Completando a dobradinha final, momentos antes da faixa que dá título ao conjunto, Laura pergunta o quão entusiasmado o público do Bangers gosta das BURNING WITCHES, demandando um berro que possa até tremer os arredores do Memorial da América Latina. O Sol pode ter sido um castigo divino direcionado aos que desejaram ou tiveram que aparecer em um ambiente paulistano a céu aberto, mas que mesmo assim deu o gatilho essencial para a saideira começar, tradicionalmente anunciada como a última oportunidade de se soltar com o som delas.


Foi apenas a primeira apresentação do Ice Stage, mas o que foi visto foi algo digno de ser uma das melhores performances até mesmo para quem possui um interesse ínfimo no gênero apresentado, até porque, as musicistas estudaram e aprenderam como alunas dedicadas dos seus "heróis" do passado, e que para a nossa felicidade, ainda vivem através das linhas instrumentais delas.

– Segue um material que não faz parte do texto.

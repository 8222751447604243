//! dbase CLI and node
//!
//! Usage:
//!   dbase add <path> [--replicate] [--peer <id>]... [--no-encrypt]
//!   dbase list
//!   dbase get <fileId> -o <out>
//!   dbase delete <fileId>
//!   dbase count
//!   dbase local list|get|delete
//!   dbase peer list|files|get|delete
//!   dbase serve
//!   dbase send-text <peer> <message>

use std::fs::{self, File};
use std::path::{Path, PathBuf};
use std::sync::Arc;
use std::time::Duration;

use anyhow::{bail, Context, Result};
use clap::{Parser, Subcommand};
use dbase_cli::{
    download_file, download_folder_file, download_received_file, process_and_store_file, Node,
    NodePaths, PeerDirectory, Stores, UploadOptions,
};
use dbase_config::Config;
use dbase_core::{crypto, encode_file_name, ChunkStore, EncryptionKey, EncryptionMethod};
use dbase_fs::ChunkFolder;
use tracing::{info, warn};

const SIGNALING_WAIT: Duration = Duration::from_secs(15);

#[derive(Parser)]
#[command(name = "dbase")]
#[command(about = "Content-addressed chunk storage with peer replication", long_about = None)]
struct Cli {
    /// Data directory (defaults to the configured one)
    #[arg(long, global = true)]
    data_dir: Option<PathBuf>,

    /// Password for chunk encryption keys
    #[arg(long, env = "DBASE_PASSWORD", global = true, hide_env_values = true)]
    password: Option<String>,

    /// Peer id registered with the relay (overrides identity.peer_id)
    #[arg(long, global = true)]
    peer_id: Option<String>,

    #[command(subcommand)]
    command: Commands,
}

#[derive(Subcommand)]
enum Commands {
    /// Encode and store a file
    Add {
        /// Path to file
        path: PathBuf,
        /// Replicate chunks to peers
        #[arg(long)]
        replicate: bool,
        /// Replicate to these peers instead of looking them up
        #[arg(long = "peer")]
        peers: Vec<String>,
        /// Store chunks compressed but unencrypted
        #[arg(long)]
        no_encrypt: bool,
    },
    /// List stored files
    List,
    /// Restore a stored file
    Get {
        file_id: String,
        #[arg(short, long)]
        output: PathBuf,
    },
    /// Delete a stored file and its chunks
    Delete { file_id: String },
    /// Print the number of stored files
    Count,
    /// Local chunk folder
    Local {
        #[command(subcommand)]
        command: FolderCommands,
    },
    /// Chunks received from peers
    Peer {
        #[command(subcommand)]
        command: FolderCommands,
    },
    /// Accept peers and store their chunks until Ctrl-C
    Serve,
    /// Send a text message to a peer
    SendText { peer: String, message: String },
}

#[derive(Subcommand)]
enum FolderCommands {
    /// List folders
    List,
    /// List files received from peers, grouped by owner and name
    Files,
    /// Restore a file from a folder (or, for peer files, by file name)
    Get {
        name: String,
        #[arg(short, long)]
        output: PathBuf,
        /// Owner of a peer file, when several owners share a name
        #[arg(long)]
        owner: Option<String>,
    },
    /// Delete a folder
    Delete { name: String },
}

#[tokio::main]
async fn main() -> Result<()> {
    tracing_subscriber::fmt()
        .with_env_filter(
            tracing_subscriber::EnvFilter::from_default_env()
                .add_directive("dbase=info".parse()?),
        )
        .with_writer(std::io::stderr)
        .init();

    let cli = Cli::parse();
    let config = Config::load()?;
    let data_dir = cli
        .data_dir
        .clone()
        .unwrap_or_else(dbase_config::get_data_dir);
    let paths = NodePaths::from_config(&config, data_dir);
    let stores = Stores::open(&paths)?;
    let key = resolve_key(&config, cli.password.as_deref());

    match cli.command {
        Commands::Add {
            path,
            replicate,
            peers,
            no_encrypt,
        } => {
            let file_name = path
                .file_name()
                .map(|n| n.to_string_lossy().to_string())
                .context("Path has no file name")?;
            let file = File::open(&path).with_context(|| format!("Failed to open {}", path.display()))?;
            let file_size = file.metadata()?.len();
            let owner = config
                .owner()
                .or(cli.peer_id.as_deref())
                .unwrap_or("local")
                .to_string();

            let options = UploadOptions {
                owner,
                key: if no_encrypt { None } else { key },
                chunk_size: config.transfer.chunk_size,
                replicate: replicate || !peers.is_empty(),
            };
            if options.key.is_none() {
                info!("Storing {} without encryption", file_name);
            }

            let result = process_and_store_file(
                file,
                &file_name,
                file_size,
                stores.chunks.as_ref(),
                &stores.local,
                &options,
                |p| info!("{:.0}%", p),
            )
            .await?;
            println!(
                "added {} {} ({} chunks)",
                result.metadata.file_id, file_name, result.metadata.num_chunks
            );

            if options.replicate {
                let peers = if peers.is_empty() {
                    lookup_peers(&config).await?
                } else {
                    peers
                };
                if peers.is_empty() {
                    warn!("No peers to replicate to");
                    return Ok(());
                }
                let node = start_node(&config, cli.peer_id.as_deref(), stores.peer.clone()).await?;
                let results = node.replicate(&peers, &result.records).await;
                node.shutdown();
                for (peer, outcome) in results {
                    match outcome {
                        Ok(n) => println!("replicated {} chunks to {}", n, peer),
                        Err(e) => println!("failed to replicate to {}: {}", peer, e),
                    }
                }
            }
        }
        Commands::List => {
            let files = stores.chunks.list_metadata().await?;
            if files.is_empty() {
                println!("No files");
            }
            for meta in files {
                println!(
                    "{}\t{}\t{} bytes\t{} chunks\t{}\t{}",
                    meta.file_id,
                    meta.file_name,
                    meta.file_size,
                    meta.num_chunks,
                    meta.encryption_method,
                    meta.owner
                );
            }
        }
        Commands::Get { file_id, output } => {
            let data = download_file(stores.chunks.as_ref(), &file_id, key.as_ref(), |_| {}).await?;
            write_output(&output, &data)?;
        }
        Commands::Delete { file_id } => {
            if stores.chunks.get_metadata(&file_id).await?.is_none() {
                bail!("No file with id {}", file_id);
            }
            stores.chunks.delete_file(&file_id).await?;
            println!("deleted {}", file_id);
        }
        Commands::Count => {
            println!("{}", stores.chunks.count().await?);
        }
        Commands::Local { command } => folder_command(&stores.local, command, key.as_ref(), false)?,
        Commands::Peer { command } => folder_command(&stores.peer, command, key.as_ref(), true)?,
        Commands::Serve => {
            let node = start_node(&config, cli.peer_id.as_deref(), stores.peer.clone()).await?;
            node.engine
                .on_text(Arc::new(|peer: &str, content: &str| {
                    println!("[{}] {}", peer, content);
                }))
                .await;
            node.engine
                .on_record(Arc::new(|peer: &str, key: &str| {
                    info!("Received chunk {} from {}", key, peer);
                }))
                .await;

            println!("Serving as {} (Ctrl-C to stop)", node.local_peer_id());
            tokio::signal::ctrl_c().await?;
            node.shutdown();
            println!("Stopped");
        }
        Commands::SendText { peer, message } => {
            let node = start_node(&config, cli.peer_id.as_deref(), stores.peer.clone()).await?;
            let result = node.engine.send_text(&peer, &message).await;
            node.shutdown();
            result?;
            println!("sent");
        }
    }

    Ok(())
}

/// Password-derived key, unless the config disables encryption
fn resolve_key(config: &Config, password: Option<&str>) -> Option<EncryptionKey> {
    match config.encryption_method.parse::<EncryptionMethod>() {
        Ok(EncryptionMethod::None) => None,
        Ok(EncryptionMethod::AesGcm) => password.map(crypto::derive_key_from_password),
        Err(e) => {
            warn!("{}; falling back to AES-GCM", e);
            password.map(crypto::derive_key_from_password)
        }
    }
}

async fn lookup_peers(config: &Config) -> Result<Vec<String>> {
    let Some(wallet) = config.identity.wallet_address.as_deref() else {
        warn!("identity.wallet_address not set; pass --peer to replicate");
        return Ok(Vec::new());
    };
    let directory = PeerDirectory::new(
        config.server.peers_url(),
        Duration::from_millis(config.server.credentials_timeout_ms),
    );
    directory.peers_for_file(wallet).await
}

async fn start_node(config: &Config, peer_id: Option<&str>, peer_store: Arc<ChunkFolder>) -> Result<Node> {
    let peer_id = peer_id
        .or(config.identity.peer_id.as_deref())
        .context("No peer id: set identity.peer_id in config or pass --peer-id")?;
    let node = Node::start(config, peer_id, peer_store);
    if !node.wait_signaling(SIGNALING_WAIT).await {
        node.shutdown();
        bail!("Relay {} not reachable", config.server.signaling_url(peer_id));
    }
    Ok(node)
}

fn folder_command(
    folder: &ChunkFolder,
    command: FolderCommands,
    key: Option<&EncryptionKey>,
    peer: bool,
) -> Result<()> {
    match command {
        FolderCommands::List => {
            let entries = folder.list()?;
            if entries.is_empty() {
                println!("No folders");
            }
            for entry in entries {
                println!(
                    "{}\t{}\t{} bytes\t{} chunks\t{}",
                    entry.name,
                    entry.decoded_name,
                    entry.size,
                    entry.num_chunks,
                    entry.owner.as_deref().unwrap_or("-")
                );
            }
        }
        FolderCommands::Files => {
            for file in folder.received_files()? {
                println!("{}\t{}\t{} chunks", file.owner, file.file_name, file.chunks.len());
            }
        }
        FolderCommands::Get { name, output, owner } => {
            let data = if peer {
                let file = folder
                    .received_files()?
                    .into_iter()
                    .find(|f| f.file_name == name && owner.as_ref().map_or(true, |o| &f.owner == o))
                    .with_context(|| format!("No received file named {}", name))?;
                download_received_file(folder, &file, key)?
            } else {
                download_folder_file(folder, &encode_file_name(&name), key)?
            };
            write_output(&output, &data)?;
        }
        FolderCommands::Delete { name } => {
            let target = if peer { name.clone() } else { encode_file_name(&name) };
            if folder.delete(&target)? {
                println!("deleted {}", name);
            } else {
                bail!("No folder {}", name);
            }
        }
    }
    Ok(())
}

fn write_output(path: &Path, data: &[u8]) -> Result<()> {
    fs::write(path, data).with_context(|| format!("Failed to write {}", path.display()))?;
    println!("wrote {} bytes to {}", data.len(), path.display());
    Ok(())
}
#[async_trait]
impl PeerConnectionFactory for MockConnectionFactory {
    async fn create(
        &self,
        peer_id: &str,
        generation: u64,
        _ice_servers: &[IceServer],
        events: mpsc::Sender<PeerEvent>,
    ) -> Result<Arc<dyn PeerConnection>, NegotiationError> {
        if self.network.unreachable.read().await.contains(peer_id) {
            return Err(NegotiationError::Connection(format!("{} unreachable", peer_id)));
        }
        let connection = Arc::new(MockPeerConnection {
            local_peer_id: self.local_peer_id.clone(),
            remote_peer_id: peer_id.to_string(),
            generation,
            events,
            network: self.network.clone(),
            state: Mutex::new(MockConnectionState::default()),
        });
        self.created.write().await.push(connection.clone());
        Ok(connection)
    }
}
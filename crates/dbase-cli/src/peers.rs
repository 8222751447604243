//! Replica peer lookup
//!
//! `POST https://{host}/get_peers_for_file` with `{"wallet_address": ..}`
//! answers `{"file_peers": [..]}`.

use std::time::Duration;

use anyhow::{anyhow, Context, Result};
use reqwest::Client;
use serde::{Deserialize, Serialize};
use tracing::{debug, warn};

#[derive(Serialize)]
struct PeersRequest<'a> {
    wallet_address: &'a str,
}

#[derive(Deserialize)]
struct PeersResponse {
    #[serde(default)]
    file_peers: Vec<String>,
}

pub struct PeerDirectory {
    client: Client,
    url: String,
    timeout: Duration,
}

impl PeerDirectory {
    pub fn new(url: impl Into<String>, timeout: Duration) -> Self {
        let client = match Client::builder().timeout(timeout).build() {
            Ok(client) => client,
            Err(e) => {
                warn!("HTTP client setup failed, using defaults: {}", e);
                Client::new()
            }
        };
        Self {
            client,
            url: url.into(),
            timeout,
        }
    }

    /// Peers that should hold replicas of files owned by `wallet_address`
    pub async fn peers_for_file(&self, wallet_address: &str) -> Result<Vec<String>> {
        let body = tokio::time::timeout(self.timeout, self.lookup(wallet_address))
            .await
            .map_err(|_| anyhow!("Peer lookup at {} timed out after {:?}", self.url, self.timeout))??;

        if body.file_peers.is_empty() {
            warn!("Peer lookup for {} returned no peers", wallet_address);
        } else {
            debug!("Peer lookup for {}: {:?}", wallet_address, body.file_peers);
        }
        Ok(body.file_peers)
    }

    async fn lookup(&self, wallet_address: &str) -> Result<PeersResponse> {
        let response = self
            .client
            .post(&self.url)
            .json(&PeersRequest { wallet_address })
            .send()
            .await
            .with_context(|| format!("Failed to reach {}", self.url))?
            .error_for_status()
            .context("Peer lookup rejected")?;
        response.json().await.context("Invalid peer lookup response")
    }
}
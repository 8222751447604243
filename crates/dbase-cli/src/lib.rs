//! dbase node library
//!
//! Upload/download pipelines over the chunk store and chunk folders, replica
//! peer lookup, and the node service that replicates records to peers.

pub mod node;
pub mod peers;
pub mod pipeline;

pub use dbase_config::Config;
pub use node::{orchestrator_config, transfer_config, Node, NodePaths, Stores};
pub use peers::PeerDirectory;
pub use pipeline::{
    download_file, download_folder_file, download_received_file, process_and_store_file,
    UploadOptions, UploadResult,
};
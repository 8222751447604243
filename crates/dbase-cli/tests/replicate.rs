//! Upload on one node, replicate to another, restore from its peer store.

use std::sync::Arc;
use std::time::Duration;

use dbase_cli::{download_received_file, process_and_store_file, Node, UploadOptions};
use dbase_core::{crypto, ChunkStore, MemoryChunkStore};
use dbase_fs::ChunkFolder;
use dbase_webrtc::mock::{MockNetwork, MockSignalingHub};
use dbase_webrtc::{OrchestratorConfig, StaticIceServers, TransferConfig};
use tempfile::TempDir;

async fn node(
    hub: &Arc<MockSignalingHub>,
    network: &Arc<MockNetwork>,
    id: &str,
    peer_store: Arc<ChunkFolder>,
) -> Node {
    let (signaling, inbound) = hub.register(id).await;
    Node::with_transport(
        signaling,
        inbound,
        network.factory(id),
        Arc::new(StaticIceServers(Vec::new())),
        peer_store,
        OrchestratorConfig {
            reconnect_attempts: 1,
            reconnect_interval: Duration::from_millis(10),
        },
        TransferConfig {
            send_retries: 0,
            open_poll_attempts: 100,
            open_poll_interval: Duration::from_millis(10),
            ..Default::default()
        },
    )
}

#[tokio::test]
async fn test_upload_replicate_restore() {
    let temp = TempDir::new().unwrap();
    let hub = MockSignalingHub::new();
    let network = MockNetwork::new();

    let a_local = ChunkFolder::new(temp.path().join("a/local_store")).unwrap();
    let a_peer = Arc::new(ChunkFolder::new(temp.path().join("a/peer_store")).unwrap());
    let b_peer = Arc::new(ChunkFolder::new(temp.path().join("b/peer_store")).unwrap());
    let a = node(&hub, &network, "node-a", a_peer).await;
    let b = node(&hub, &network, "node-b", b_peer.clone()).await;

    let store = MemoryChunkStore::new();
    let key = crypto::derive_key_from_password("s3cret");
    let data: Vec<u8> = (0..300 * 1024u32)
        .map(|i| (i.wrapping_mul(2654435761) >> 24) as u8)
        .collect();

    let upload = process_and_store_file(
        &data[..],
        "holiday.mov",
        data.len() as u64,
        &store,
        &a_local,
        &UploadOptions {
            owner: "node-a".to_string(),
            key: Some(key),
            chunk_size: 128 * 1024,
            replicate: true,
        },
        |_| {},
    )
    .await
    .unwrap();
    assert_eq!(upload.metadata.num_chunks, 3);
    assert_eq!(store.count().await.unwrap(), 1);

    let peers = vec!["node-a".to_string(), "node-b".to_string()];
    let results = a.replicate(&peers, &upload.records).await;
    // self is skipped
    assert_eq!(results.len(), 1);
    assert_eq!(results[0].0, "node-b");
    assert_eq!(*results[0].1.as_ref().unwrap(), 3);

    let mut files = Vec::new();
    for _ in 0..200 {
        files = b_peer.received_files().unwrap();
        if files.len() == 1 && files[0].chunks.len() == 3 {
            break;
        }
        tokio::time::sleep(Duration::from_millis(10)).await;
    }
    assert_eq!(files.len(), 1);
    assert_eq!(files[0].owner, "node-a");
    assert_eq!(files[0].file_name, "holiday.mov");
    assert_eq!(files[0].chunks.len(), 3);

    let restored = download_received_file(&b_peer, &files[0], Some(&key)).unwrap();
    assert_eq!(restored, data);

    // folder listing on the receiver picks the owner up from the sidecars
    let entries = b_peer.list().unwrap();
    assert_eq!(entries.len(), 3);
    assert!(entries.iter().all(|e| e.owner.as_deref() == Some("node-a")));

    a.shutdown();
    b.shutdown();
}

#[tokio::test]
async fn test_replicate_reports_unreachable_peer() {
    let temp = TempDir::new().unwrap();
    let hub = MockSignalingHub::new();
    let network = MockNetwork::new();
    let peer_store = Arc::new(ChunkFolder::new(temp.path().join("peer_store")).unwrap());
    let a = node(&hub, &network, "node-a", peer_store).await;

    let results = a.replicate(&["missing".to_string()], &[]).await;
    assert_eq!(results.len(), 1);
    assert_eq!(results[0].0, "missing");
    assert!(matches!(
        results[0].1,
        Err(dbase_webrtc::TransferError::Unreachable { attempts: 1, .. })
    ));

    a.shutdown();
}
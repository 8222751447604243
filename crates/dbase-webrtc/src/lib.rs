//! Peer-to-peer chunk replication for dbase
//!
//! Nodes find each other through a WebSocket relay, negotiate WebRTC
//! connections with offer/answer/candidate exchange, and replicate chunk
//! records over a reliable ordered data channel.
//!
//! # Overview
//!
//! - **Signaling**: [`SignalingClient`] keeps the relay socket alive
//! - **Connections**: [`PeerOrchestrator`] drives caller and callee negotiation
//!   and reconnects dropped callers
//! - **Transfer**: [`TransferEngine`] runs handshake-gated sessions and stores
//!   received records in the peer chunk folder
//!
//! # Example
//!
//! ```rust,no_run
//! use std::sync::Arc;
//! use std::time::Duration;
//! use dbase_fs::ChunkFolder;
//! use dbase_webrtc::{
//!     OrchestratorConfig, PeerOrchestrator, RealPeerConnectionFactory, SignalingClient,
//!     SignalingOptions, TransferConfig, TransferEngine, TurnCredentialsFetcher,
//! };
//!
//! #[tokio::main]
//! async fn main() -> Result<(), Box<dyn std::error::Error>> {
//!     let (signaling, inbound) = SignalingClient::start(
//!         "node-a",
//!         SignalingOptions {
//!             url: "wss://relay.example.org/ws/node-a".to_string(),
//!             ping_interval: Duration::from_secs(60),
//!             reconnect_delay: Duration::from_secs(5),
//!         },
//!     );
//!     let ice = Arc::new(TurnCredentialsFetcher::new(
//!         "https://relay.example.org/fetch_turn_credentials",
//!         Duration::from_secs(5),
//!     ));
//!     let (orchestrator, channels) = PeerOrchestrator::new(
//!         signaling,
//!         Arc::new(RealPeerConnectionFactory::new()),
//!         ice,
//!         OrchestratorConfig::default(),
//!     );
//!     let peer_store = Arc::new(ChunkFolder::new("peer_store")?);
//!     let engine = TransferEngine::new(orchestrator.clone(), peer_store, TransferConfig::default());
//!
//!     let (_stop, shutdown) = tokio::sync::watch::channel(false);
//!     tokio::spawn(orchestrator.run(inbound, shutdown));
//!     tokio::spawn(engine.clone().run(channels));
//!
//!     engine.send_text("node-b", "hello").await?;
//!     Ok(())
//! }
//! ```

pub mod credentials;
pub mod mock;
pub mod orchestrator;
pub mod protocol;
pub mod real;
pub mod signaling;
pub mod transfer;
pub mod transport;
pub mod types;

pub use credentials::{
    fallback_ice_servers, IceServer, IceServerProvider, IceUrls, StaticIceServers,
    TurnCredentialsFetcher, FALLBACK_STUN_URLS,
};
pub use orchestrator::{ChannelAvailable, OrchestratorConfig, PeerOrchestrator};
pub use protocol::{frame_record, ControlMessage, Reassembler, MAX_FRAME_SIZE, MAX_RECORD_SIZE};
pub use real::RealPeerConnectionFactory;
pub use signaling::{SignalingClient, SignalingOptions, SignalingState};
pub use transfer::{
    RecordCallback, TextCallback, TransferConfig, TransferEngine, TransferError, TransferEvent,
};
pub use transport::{
    ChannelFrame, ChannelOrigin, ConnectionState, DataChannel, NegotiationError, PeerConnection,
    PeerConnectionFactory, PeerEvent, PeerEventKind, ProtocolError, SignalingTransport,
    TransportError,
};
pub use types::{
    IceCandidate, PeerState, Role, SdpType, SessionDescription, SetupPhase, SignalingMessage,
    DATA_CHANNEL_LABEL,
};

Necessário apontar que, enquanto a imensa maioria dos que se apresentaram ficaram distantes do público como um todo, todas as integrantes das BURNING WITCHES foram ficar no coração de onde o Bangers Open Air estava acontecendo: na mesma área de circulação do povo como um todo, sem cerimônias, sem estrelismos. Mesmo para aqueles que não puderam participar do local de autógrafos (Signing Sessions), os que passaram por elas perto da entrada da Horror Expo, ou até mesmo "curtindo o rolê" puderam tranquilamente ter uma interação com as "Bruxas Queimadas" ou até mesmo registrar o momento através de uma foto, demonstrando uma intenção em derrubar a burocracia em se aproximar com a sua audiência.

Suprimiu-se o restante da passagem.